Nervenarzt. 2010 Nov;81(11):1317-8, 1320-2, 1324-5. doi: 10.1007/s00115-010-3051-3.
This contribution is a synthesis of the results of historical research on psychiatry during the Nazi period and some implications for present day debates in medical ethics. The focus is on three issues: the relationship between physicians and the state, the impact of eugenically and economically motivated health and social policies for psychiatry (e.g. forced sterilization, patient killing/euthanasia) and psychiatric research.
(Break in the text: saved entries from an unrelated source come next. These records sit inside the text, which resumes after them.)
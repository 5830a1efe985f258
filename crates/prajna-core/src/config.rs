use serde::{Deserialize, Serialize};
use std::fs;
use std::path::{Path, PathBuf};
use anyhow::{Result, anyhow};

use crate::landing::LandingSettings;

pub const DEFAULT_BACKEND_URL: &str = "http://localhost:5000";
pub const BACKEND_URL_ENV: &str = "PRAJNA_BACKEND_URL";

#[derive(Serialize, Deserialize, Debug, Clone, Default, PartialEq)]
pub struct Config {
    pub backend_url: Option<String>,
    /// Viewport width at or below which the chat sidebar behaves as an overlay.
    pub narrow_width: Option<u16>,
    pub skip_splash: Option<bool>,
    pub landing: Option<LandingOverrides>,
}

/// Optional tweaks to the landing page thresholds, in the host's own units.
#[derive(Serialize, Deserialize, Debug, Clone, Default, PartialEq)]
pub struct LandingOverrides {
    pub splash_seconds: Option<f32>,
    pub navbar_threshold: Option<f32>,
    pub reveal_point: Option<f32>,
}

impl Config {
    pub fn new() -> Self {
        Self::default()
    }

    pub fn load() -> Result<Self> {
        Self::load_from(&Self::get_config_path()?)
    }

    pub fn load_from(config_path: &Path) -> Result<Self> {
        if !config_path.exists() {
            return Ok(Self::new());
        }

        let config_content = fs::read_to_string(config_path)?;
        let config: Config = serde_json::from_str(&config_content)?;
        Ok(config)
    }

    pub fn save_to(&self, config_path: &Path) -> Result<()> {
        // Create config directory if it doesn't exist
        if let Some(parent) = config_path.parent() {
            fs::create_dir_all(parent)?;
        }

        let config_content = serde_json::to_string_pretty(self)?;
        fs::write(config_path, config_content)?;
        Ok(())
    }

    /// Environment variable first, then the config file, then the local default.
    pub fn backend_url(&self) -> String {
        self.resolve_backend_url(std::env::var(BACKEND_URL_ENV).ok())
    }

    pub fn resolve_backend_url(&self, env_value: Option<String>) -> String {
        env_value
            .filter(|url| !url.trim().is_empty())
            .or_else(|| self.backend_url.clone())
            .unwrap_or_else(|| DEFAULT_BACKEND_URL.to_string())
    }

    pub fn apply_landing_overrides(&self, settings: &mut LandingSettings) {
        let Some(overrides) = &self.landing else {
            return;
        };
        if let Some(secs) = overrides.splash_seconds.filter(|s| *s >= 0.0) {
            settings.splash_duration = std::time::Duration::from_secs_f32(secs);
        }
        if let Some(threshold) = overrides.navbar_threshold {
            settings.navbar_threshold = threshold;
        }
        if let Some(point) = overrides.reveal_point {
            settings.reveal_point = point;
        }
    }

    pub fn get_config_path() -> Result<PathBuf> {
        let config_dir = dirs::config_dir()
            .ok_or_else(|| anyhow!("Could not determine config directory"))?;

        Ok(config_dir.join("prajna").join("config.json"))
    }
}
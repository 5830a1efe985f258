use axum::extract::Path;
use axum::http::StatusCode;
use axum::routing::{get, post, put};
use axum::{Json, Router};
use serde_json::{json, Value};

use prajna_core::{ApiError, ChatBackend, ChatId, HttpBackend, Role};

async fn serve(router: Router) -> String {
    let listener = tokio::net::TcpListener::bind("127.0.0.1:0").await.unwrap();
    let addr = listener.local_addr().unwrap();
    tokio::spawn(async move {
        axum::serve(listener, router).await.unwrap();
    });
    format!("http://{}", addr)
}

async fn chat(Json(body): Json<Value>) -> (StatusCode, Json<Value>) {
    let message = body["message"].as_str().unwrap_or_default();
    match message {
        "" => (StatusCode::BAD_REQUEST, Json(json!({"error": "Message is required"}))),
        "boom" => (StatusCode::OK, Json(json!({"error": "Error calling LLM"}))),
        _ => (
            StatusCode::OK,
            Json(json!({
                "answer": format!("You said: {}", message),
                "sources": ["Talk A: https://x"],
                "chat_id": body["chat_id"],
            })),
        ),
    }
}

async fn list() -> Json<Value> {
    Json(json!([
        {"id": 1, "title": "<b>Fear</b>", "created_at": "2024-05-01 10:00:00", "updated_at": "2024-05-02 09:00:00"},
        {"id": 2, "title": "New Conversation", "created_at": "2024-05-03 10:00:00", "updated_at": "2024-05-03 10:00:00"}
    ]))
}

async fn create() -> Json<Value> {
    Json(json!({"id": 3, "title": "New Conversation"}))
}

async fn detail(Path(id): Path<i64>) -> (StatusCode, Json<Value>) {
    if id != 1 {
        return (StatusCode::NOT_FOUND, Json(json!({"error": "Chat not found"})));
    }
    (
        StatusCode::OK,
        Json(json!({
            "id": 1,
            "title": "Fear",
            "created_at": "2024-05-01 10:00:00",
            "messages": [
                {"id": 10, "role": "user", "content": "Why fear?", "sources": [], "created_at": "t"},
                {"id": 11, "role": "assistant", "content": "*Look*", "sources": ["Talk B: https://y"], "created_at": "t"}
            ]
        })),
    )
}

async fn delete(Path(_id): Path<i64>) -> Json<Value> {
    Json(json!({"success": true}))
}

async fn rename(Path(_id): Path<i64>, Json(body): Json<Value>) -> Json<Value> {
    let title = body["title"].as_str().unwrap_or("Untitled").to_string();
    Json(json!({"success": true, "title": title}))
}

fn app() -> Router {
    Router::new()
        .route("/api/chat", post(chat))
        .route("/api/chats", get(list).post(create))
        .route("/api/chats/{id}", get(detail).delete(delete))
        .route("/api/chats/{id}/rename", put(rename))
}

#[tokio::test]
async fn full_contract_round_trip() {
    let backend = HttpBackend::new(&serve(app()).await);

    let chats = backend.list_chats().await.unwrap();
    assert_eq!(chats.len(), 2);
    assert_eq!(chats[0].id, ChatId::Number(1));
    assert_eq!(chats[0].title, "<b>Fear</b>");
    assert_eq!(chats[0].updated_at.as_deref(), Some("2024-05-02 09:00:00"));

    let created = backend.create_chat().await.unwrap();
    assert_eq!(created.id, ChatId::Number(3));

    let reply = backend.send_message("Hello", Some(&created.id)).await.unwrap();
    assert_eq!(reply.answer, "You said: Hello");
    assert_eq!(reply.sources, vec!["Talk A: https://x".to_string()]);
    assert_eq!(reply.chat_id, Some(ChatId::Number(3)));

    let detail = backend.fetch_chat(&ChatId::Number(1)).await.unwrap();
    assert_eq!(detail.messages.len(), 2);
    assert_eq!(detail.messages[1].role, Role::Assistant);
    assert_eq!(detail.messages[1].sources, vec!["Talk B: https://y".to_string()]);

    backend.delete_chat(&ChatId::Number(1)).await.unwrap();
    assert_eq!(backend.rename_chat(&ChatId::Number(2), "Silence").await.unwrap(), "Silence");
}

#[tokio::test]
async fn send_without_chat_id_sends_null() {
    let backend = HttpBackend::new(&serve(app()).await);
    let reply = backend.send_message("Hi", None).await.unwrap();
    assert_eq!(reply.chat_id, None);
}

#[tokio::test]
async fn error_payloads_are_application_errors() {
    let backend = HttpBackend::new(&serve(app()).await);

    let err = backend.send_message("boom", None).await.unwrap_err();
    assert!(matches!(err, ApiError::Backend(ref m) if m == "Error calling LLM"));

    // 4xx with an error body is still classified by its payload.
    let err = backend.send_message("", None).await.unwrap_err();
    assert!(err.is_application());

    let err = backend.fetch_chat(&ChatId::Number(99)).await.unwrap_err();
    assert!(matches!(err, ApiError::Backend(ref m) if m == "Chat not found"));
}

#[tokio::test]
async fn non_json_failures_are_transport_class() {
    let router = Router::new()
        .route("/api/chats", get(|| async { (StatusCode::BAD_GATEWAY, "upstream down") }))
        .route("/api/chat", post(|| async { "<html>not json</html>" }));
    let backend = HttpBackend::new(&serve(router).await);

    let err = backend.list_chats().await.unwrap_err();
    assert!(matches!(err, ApiError::Status { status: 502, .. }));
    assert!(!err.is_application());

    let err = backend.send_message("Hello", None).await.unwrap_err();
    assert!(matches!(err, ApiError::Decode(_)));
}

#[tokio::test]
async fn unreachable_backend_is_transport_error() {
    let listener = tokio::net::TcpListener::bind("127.0.0.1:0").await.unwrap();
    let addr = listener.local_addr().unwrap();
    drop(listener);

    let backend = HttpBackend::new(&format!("http://{}", addr));
    let err = backend.list_chats().await.unwrap_err();
    assert!(matches!(err, ApiError::Transport(_)));
}

async fn rename_echo_id(Path(id): Path<String>, Json(body): Json<Value>) -> Json<Value> {
    let title = body["title"].as_str().unwrap_or_default();
    Json(json!({"success": true, "title": format!("{} -> {}", id, title)}))
}

#[tokio::test]
async fn text_ids_with_reserved_characters_stay_one_segment() {
    let router = Router::new().route("/api/chats/{id}/rename", put(rename_echo_id));
    let backend = HttpBackend::new(&serve(router).await);

    let title = backend.rename_chat(&ChatId::from("a/b?c#d"), "Quiet").await.unwrap();
    assert_eq!(title, "a/b?c#d -> Quiet");
}
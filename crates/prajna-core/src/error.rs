//! Failure taxonomy for calls against the chat backend.
//!
//! Two classes matter to the UI: transport failures (the backend could not be
//! reached, answered with a non-success status, or sent something that is not the
//! expected JSON) and application failures (the backend answered with an
//! `{"error": ...}` payload). Send-message shows an apology for both; every other
//! path only logs.

use thiserror::Error;

#[derive(Error, Debug)]
pub enum ApiError {
    #[error("Could not reach the chat backend: {0}")]
    Transport(String),

    #[error("Chat backend returned status {status}: {body}")]
    Status { status: u16, body: String },

    #[error("Unexpected response from the chat backend: {0}")]
    Decode(#[from] serde_json::Error),

    #[error("Chat backend reported an error: {0}")]
    Backend(String),
}

impl ApiError {
    /// True for `{"error": ...}` payloads, false for everything transport-shaped.
    pub fn is_application(&self) -> bool {
        matches!(self, ApiError::Backend(_))
    }
}

impl From<reqwest::Error> for ApiError {
    fn from(err: reqwest::Error) -> Self {
        ApiError::Transport(err.to_string())
    }
}
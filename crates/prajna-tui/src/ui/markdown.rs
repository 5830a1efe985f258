//! Assistant replies are markdown; this turns them into styled terminal lines.
//!
//! Raw HTML is shown as the literal text it was written as, and link targets
//! pass through the same scheme filter the HTML renderer uses.

use pulldown_cmark::{CodeBlockKind, Event, Options, Parser, Tag, TagEnd};
use ratatui::{
    style::{Color, Modifier, Style},
    text::{Line, Span},
};
use prajna_core::markup::safe_href;

struct LineBuilder {
    lines: Vec<Line<'static>>,
    current: Vec<Span<'static>>,
    styles: Vec<Style>,
    list_stack: Vec<Option<u64>>,
    link_targets: Vec<String>,
    in_code_block: bool,
}

impl LineBuilder {
    fn new() -> Self {
        Self {
            lines: Vec::new(),
            current: Vec::new(),
            styles: vec![Style::default()],
            list_stack: Vec::new(),
            link_targets: Vec::new(),
            in_code_block: false,
        }
    }

    fn style(&self) -> Style {
        self.styles.last().copied().unwrap_or_default()
    }

    fn push_style(&mut self, patch: Style) {
        let style = self.style().patch(patch);
        self.styles.push(style);
    }

    fn pop_style(&mut self) {
        if self.styles.len() > 1 {
            self.styles.pop();
        }
    }

    fn text(&mut self, text: &str) {
        let style = self.style();
        self.current.push(Span::styled(text.to_string(), style));
    }

    fn flush(&mut self) {
        if !self.current.is_empty() {
            self.lines.push(Line::from(std::mem::take(&mut self.current)));
        }
    }

    fn blank(&mut self) {
        self.flush();
        if self.lines.last().map(|l| l.width() > 0).unwrap_or(false) {
            self.lines.push(Line::default());
        }
    }

    fn finish(mut self) -> Vec<Line<'static>> {
        self.flush();
        while self.lines.last().map(|l| l.width() == 0).unwrap_or(false) {
            self.lines.pop();
        }
        self.lines
    }
}

pub fn markdown_lines(markdown: &str) -> Vec<Line<'static>> {
    let mut builder = LineBuilder::new();
    let parser = Parser::new_ext(markdown, Options::ENABLE_STRIKETHROUGH);

    for event in parser {
        match event {
            Event::Start(tag) => match tag {
                Tag::Paragraph => {}
                Tag::Heading { .. } => {
                    builder.blank();
                    builder.push_style(Style::default().fg(Color::Cyan).add_modifier(Modifier::BOLD));
                }
                Tag::Strong => builder.push_style(Style::default().add_modifier(Modifier::BOLD)),
                Tag::Emphasis => builder.push_style(Style::default().add_modifier(Modifier::ITALIC)),
                Tag::Strikethrough => builder.push_style(Style::default().add_modifier(Modifier::CROSSED_OUT)),
                Tag::CodeBlock(kind) => {
                    builder.blank();
                    builder.in_code_block = true;
                    if let CodeBlockKind::Fenced(lang) = kind {
                        if !lang.is_empty() {
                            builder.lines.push(Line::from(Span::styled(
                                format!("┌ {}", lang),
                                Style::default().fg(Color::DarkGray),
                            )));
                        }
                    }
                    builder.push_style(Style::default().fg(Color::Green));
                }
                Tag::List(start) => {
                    builder.flush();
                    builder.list_stack.push(start);
                }
                Tag::Item => {
                    builder.flush();
                    let depth = builder.list_stack.len().saturating_sub(1);
                    let marker = match builder.list_stack.last_mut() {
                        Some(Some(n)) => {
                            let marker = format!("{}. ", n);
                            *n += 1;
                            marker
                        }
                        _ => "• ".to_string(),
                    };
                    builder.current.push(Span::raw(format!("{}{}", "  ".repeat(depth), marker)));
                }
                Tag::Link { dest_url, .. } | Tag::Image { dest_url, .. } => {
                    builder.link_targets.push(safe_href(&dest_url).to_string());
                    builder.push_style(Style::default().fg(Color::Blue).add_modifier(Modifier::UNDERLINED));
                }
                _ => {}
            },
            Event::End(tag) => match tag {
                TagEnd::Paragraph => builder.blank(),
                TagEnd::Heading(_) => {
                    builder.pop_style();
                    builder.blank();
                }
                TagEnd::Strong | TagEnd::Emphasis | TagEnd::Strikethrough => builder.pop_style(),
                TagEnd::CodeBlock => {
                    builder.pop_style();
                    builder.in_code_block = false;
                    builder.blank();
                }
                TagEnd::List(_) => {
                    builder.list_stack.pop();
                    if builder.list_stack.is_empty() {
                        builder.blank();
                    }
                }
                TagEnd::Item => builder.flush(),
                TagEnd::Link | TagEnd::Image => {
                    builder.pop_style();
                    if let Some(target) = builder.link_targets.pop() {
                        builder.current.push(Span::styled(
                            format!(" ({})", target),
                            Style::default().fg(Color::DarkGray),
                        ));
                    }
                }
                _ => {}
            },
            Event::Text(text) if builder.in_code_block => {
                for (i, line) in text.split('\n').enumerate() {
                    if i > 0 {
                        builder.flush();
                    }
                    if !line.is_empty() {
                        builder.text(line);
                    }
                }
            }
            Event::Text(text) => builder.text(&text),
            Event::Code(code) => {
                builder.current.push(Span::styled(code.to_string(), Style::default().fg(Color::Green)));
            }
            // Markup the author typed is displayed, never interpreted.
            Event::Html(html) | Event::InlineHtml(html) => {
                for (i, line) in html.split('\n').enumerate() {
                    if i > 0 {
                        builder.flush();
                    }
                    if !line.is_empty() {
                        builder.text(line);
                    }
                }
            }
            Event::SoftBreak => builder.text(" "),
            Event::HardBreak => builder.flush(),
            Event::Rule => {
                builder.blank();
                builder.lines.push(Line::from(Span::styled("─".repeat(24), Style::default().fg(Color::DarkGray))));
                builder.blank();
            }
            Event::TaskListMarker(done) => builder.text(if done { "[x] " } else { "[ ] " }),
            _ => {}
        }
    }

    builder.finish()
}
Three myths are deconstructed: 1) that medical atrocities were imposed from above by Nazi politicians on apolitical physicians, 2) that mass sterilization and patient killing had nothing to do with contemporary state of the art of medical reasoning and practice and 3) that ethically unacceptable research on psychiatric patients had nothing to do with the contemporary state of the art of biomedical sciences. It is argued that the findings on these issues of Nazi medicine are not specific to Germany and the period between 1933 and 1945 but they were the extreme manifestations of some potential problems implicit in modern medicine in general.
本文是对纳粹时期精神病学历史研究结果的综合,以及对当今医学伦理辩论的一些启示。重点关注三个问题:医生与国家的关系、出于优生和经济动机的健康及社会政策对精神病学的影响(如强制绝育、杀害患者/安乐死)以及精神病学研究。解构了三个神话:1)医学暴行是纳粹政治家强加给无政治倾向的医生的;2)大规模绝育和杀害患者与当代医学推理和实践的现状无关;3)对精神病患者进行的不符合伦理的研究与当代生物医学科学的现状无关。有人认为,纳粹医学在这些问题上的发现并非德国及1933年至1945年期间所特有,而是现代医学普遍隐含的一些潜在问题的极端表现。